== Brief ==
Could you say how many lines in the entries contain the string "premise"? Give only that number.

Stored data
┌──
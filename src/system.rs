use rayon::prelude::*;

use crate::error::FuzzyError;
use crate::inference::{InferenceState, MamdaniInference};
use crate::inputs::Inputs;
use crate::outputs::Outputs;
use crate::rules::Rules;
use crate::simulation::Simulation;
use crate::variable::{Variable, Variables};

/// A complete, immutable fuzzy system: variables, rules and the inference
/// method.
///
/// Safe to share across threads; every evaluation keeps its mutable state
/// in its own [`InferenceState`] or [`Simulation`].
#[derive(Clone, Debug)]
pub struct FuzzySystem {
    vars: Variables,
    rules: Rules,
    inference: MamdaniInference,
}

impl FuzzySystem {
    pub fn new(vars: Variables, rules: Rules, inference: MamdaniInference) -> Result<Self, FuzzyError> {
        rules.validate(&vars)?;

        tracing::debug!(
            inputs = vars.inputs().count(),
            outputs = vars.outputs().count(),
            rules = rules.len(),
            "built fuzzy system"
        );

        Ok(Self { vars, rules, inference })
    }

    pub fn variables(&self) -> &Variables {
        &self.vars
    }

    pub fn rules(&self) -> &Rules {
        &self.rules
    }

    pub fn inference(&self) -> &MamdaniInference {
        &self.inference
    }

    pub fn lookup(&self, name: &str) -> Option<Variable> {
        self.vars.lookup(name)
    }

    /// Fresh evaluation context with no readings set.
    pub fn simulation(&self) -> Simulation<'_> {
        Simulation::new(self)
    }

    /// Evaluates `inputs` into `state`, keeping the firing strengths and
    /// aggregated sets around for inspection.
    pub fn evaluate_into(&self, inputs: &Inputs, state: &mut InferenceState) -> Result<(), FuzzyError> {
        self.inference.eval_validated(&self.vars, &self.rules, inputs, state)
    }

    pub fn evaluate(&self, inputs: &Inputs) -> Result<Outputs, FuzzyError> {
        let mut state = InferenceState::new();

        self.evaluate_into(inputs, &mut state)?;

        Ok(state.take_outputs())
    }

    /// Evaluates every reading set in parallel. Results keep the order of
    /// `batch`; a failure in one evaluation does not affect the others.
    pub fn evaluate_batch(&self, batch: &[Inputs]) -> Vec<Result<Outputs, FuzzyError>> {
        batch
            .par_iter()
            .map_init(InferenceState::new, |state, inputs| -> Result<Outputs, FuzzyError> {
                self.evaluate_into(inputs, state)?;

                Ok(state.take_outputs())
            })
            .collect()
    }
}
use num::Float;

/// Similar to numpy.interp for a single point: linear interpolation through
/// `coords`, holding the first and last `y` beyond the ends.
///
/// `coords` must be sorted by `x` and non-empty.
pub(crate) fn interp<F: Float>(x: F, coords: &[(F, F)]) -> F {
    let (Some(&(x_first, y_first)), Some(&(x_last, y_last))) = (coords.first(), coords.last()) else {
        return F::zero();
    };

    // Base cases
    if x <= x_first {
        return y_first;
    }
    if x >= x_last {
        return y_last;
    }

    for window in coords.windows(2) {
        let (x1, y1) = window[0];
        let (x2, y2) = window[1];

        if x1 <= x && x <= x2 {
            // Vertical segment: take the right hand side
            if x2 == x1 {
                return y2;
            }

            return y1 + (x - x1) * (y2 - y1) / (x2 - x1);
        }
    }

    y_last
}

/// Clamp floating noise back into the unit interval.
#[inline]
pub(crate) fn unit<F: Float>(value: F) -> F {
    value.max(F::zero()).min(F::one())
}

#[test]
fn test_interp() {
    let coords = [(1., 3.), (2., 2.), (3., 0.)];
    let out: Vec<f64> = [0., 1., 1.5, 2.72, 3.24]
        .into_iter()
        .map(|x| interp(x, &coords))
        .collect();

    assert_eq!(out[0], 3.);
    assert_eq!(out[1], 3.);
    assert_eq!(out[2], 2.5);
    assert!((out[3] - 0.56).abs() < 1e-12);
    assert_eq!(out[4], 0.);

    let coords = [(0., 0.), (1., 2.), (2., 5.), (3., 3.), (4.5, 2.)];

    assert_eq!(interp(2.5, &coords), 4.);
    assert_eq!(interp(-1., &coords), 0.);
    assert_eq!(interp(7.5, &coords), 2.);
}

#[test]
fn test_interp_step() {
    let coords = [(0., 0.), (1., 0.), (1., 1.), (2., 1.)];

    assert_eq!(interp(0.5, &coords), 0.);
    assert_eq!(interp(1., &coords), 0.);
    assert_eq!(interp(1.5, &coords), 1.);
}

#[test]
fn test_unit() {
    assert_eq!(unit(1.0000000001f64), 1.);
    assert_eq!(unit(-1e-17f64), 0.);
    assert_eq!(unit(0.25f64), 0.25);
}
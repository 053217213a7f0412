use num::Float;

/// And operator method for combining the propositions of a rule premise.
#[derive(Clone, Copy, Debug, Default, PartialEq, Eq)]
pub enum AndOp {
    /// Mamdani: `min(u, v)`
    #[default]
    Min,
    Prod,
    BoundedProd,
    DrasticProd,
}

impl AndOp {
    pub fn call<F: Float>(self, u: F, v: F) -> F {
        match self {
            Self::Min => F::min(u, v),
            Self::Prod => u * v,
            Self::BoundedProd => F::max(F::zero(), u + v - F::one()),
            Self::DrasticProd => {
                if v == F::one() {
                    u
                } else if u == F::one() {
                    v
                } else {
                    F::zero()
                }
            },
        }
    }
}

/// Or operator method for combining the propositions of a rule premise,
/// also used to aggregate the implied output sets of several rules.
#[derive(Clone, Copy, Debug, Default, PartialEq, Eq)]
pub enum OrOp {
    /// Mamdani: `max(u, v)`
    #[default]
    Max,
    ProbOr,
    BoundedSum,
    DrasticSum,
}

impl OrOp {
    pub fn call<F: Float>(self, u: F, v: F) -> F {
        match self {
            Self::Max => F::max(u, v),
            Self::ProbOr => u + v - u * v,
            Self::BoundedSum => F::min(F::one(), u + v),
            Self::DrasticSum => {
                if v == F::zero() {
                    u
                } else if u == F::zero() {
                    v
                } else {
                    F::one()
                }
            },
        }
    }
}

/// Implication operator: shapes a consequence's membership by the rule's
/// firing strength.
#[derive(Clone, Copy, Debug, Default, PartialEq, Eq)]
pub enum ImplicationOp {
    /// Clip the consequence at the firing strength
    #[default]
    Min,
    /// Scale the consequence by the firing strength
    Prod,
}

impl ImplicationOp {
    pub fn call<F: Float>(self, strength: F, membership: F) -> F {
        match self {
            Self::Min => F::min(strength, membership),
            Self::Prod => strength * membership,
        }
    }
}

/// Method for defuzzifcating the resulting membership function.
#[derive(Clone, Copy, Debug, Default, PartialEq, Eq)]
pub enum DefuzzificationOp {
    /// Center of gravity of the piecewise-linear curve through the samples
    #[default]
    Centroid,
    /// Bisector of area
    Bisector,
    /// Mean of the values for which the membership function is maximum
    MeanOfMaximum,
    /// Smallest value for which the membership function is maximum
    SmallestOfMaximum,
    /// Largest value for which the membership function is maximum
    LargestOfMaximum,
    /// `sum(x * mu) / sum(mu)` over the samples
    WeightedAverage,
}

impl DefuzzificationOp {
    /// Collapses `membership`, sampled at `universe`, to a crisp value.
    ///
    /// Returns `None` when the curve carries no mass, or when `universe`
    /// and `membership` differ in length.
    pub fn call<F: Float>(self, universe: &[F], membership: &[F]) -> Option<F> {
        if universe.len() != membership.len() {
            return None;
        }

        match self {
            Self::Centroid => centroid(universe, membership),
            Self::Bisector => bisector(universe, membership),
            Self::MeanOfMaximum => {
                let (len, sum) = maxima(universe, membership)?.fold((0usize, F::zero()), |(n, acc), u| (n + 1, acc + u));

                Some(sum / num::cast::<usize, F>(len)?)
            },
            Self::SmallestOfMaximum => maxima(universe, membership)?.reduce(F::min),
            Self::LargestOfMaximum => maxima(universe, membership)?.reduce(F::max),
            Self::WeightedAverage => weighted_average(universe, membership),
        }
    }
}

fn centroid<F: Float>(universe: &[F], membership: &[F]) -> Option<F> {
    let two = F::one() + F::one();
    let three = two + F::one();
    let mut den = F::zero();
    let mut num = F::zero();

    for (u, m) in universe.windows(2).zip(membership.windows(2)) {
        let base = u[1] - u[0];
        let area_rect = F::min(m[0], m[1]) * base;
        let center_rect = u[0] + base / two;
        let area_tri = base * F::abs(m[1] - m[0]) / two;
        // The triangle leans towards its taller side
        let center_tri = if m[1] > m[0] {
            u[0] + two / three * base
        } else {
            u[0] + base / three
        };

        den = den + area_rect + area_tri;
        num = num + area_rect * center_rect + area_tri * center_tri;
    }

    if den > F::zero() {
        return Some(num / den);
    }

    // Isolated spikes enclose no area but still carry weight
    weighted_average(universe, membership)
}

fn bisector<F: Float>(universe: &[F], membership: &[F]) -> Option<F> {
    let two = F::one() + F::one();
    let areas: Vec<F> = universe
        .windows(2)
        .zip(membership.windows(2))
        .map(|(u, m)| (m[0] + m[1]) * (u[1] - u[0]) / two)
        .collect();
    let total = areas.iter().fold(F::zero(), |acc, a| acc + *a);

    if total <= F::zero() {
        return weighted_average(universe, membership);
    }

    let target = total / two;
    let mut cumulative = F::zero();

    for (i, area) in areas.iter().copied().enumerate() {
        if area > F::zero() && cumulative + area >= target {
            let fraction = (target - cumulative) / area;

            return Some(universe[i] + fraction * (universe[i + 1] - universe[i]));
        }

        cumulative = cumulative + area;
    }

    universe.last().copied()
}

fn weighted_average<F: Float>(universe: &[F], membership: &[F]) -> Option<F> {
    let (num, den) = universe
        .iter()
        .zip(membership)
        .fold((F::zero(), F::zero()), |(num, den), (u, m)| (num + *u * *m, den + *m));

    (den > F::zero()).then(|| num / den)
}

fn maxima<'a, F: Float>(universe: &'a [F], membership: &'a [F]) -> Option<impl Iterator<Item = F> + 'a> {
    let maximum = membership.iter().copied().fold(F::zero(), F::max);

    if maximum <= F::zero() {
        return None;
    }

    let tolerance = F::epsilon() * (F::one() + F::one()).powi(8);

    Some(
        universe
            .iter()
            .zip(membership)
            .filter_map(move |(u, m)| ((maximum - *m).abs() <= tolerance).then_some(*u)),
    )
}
└──
== Your solution ==
2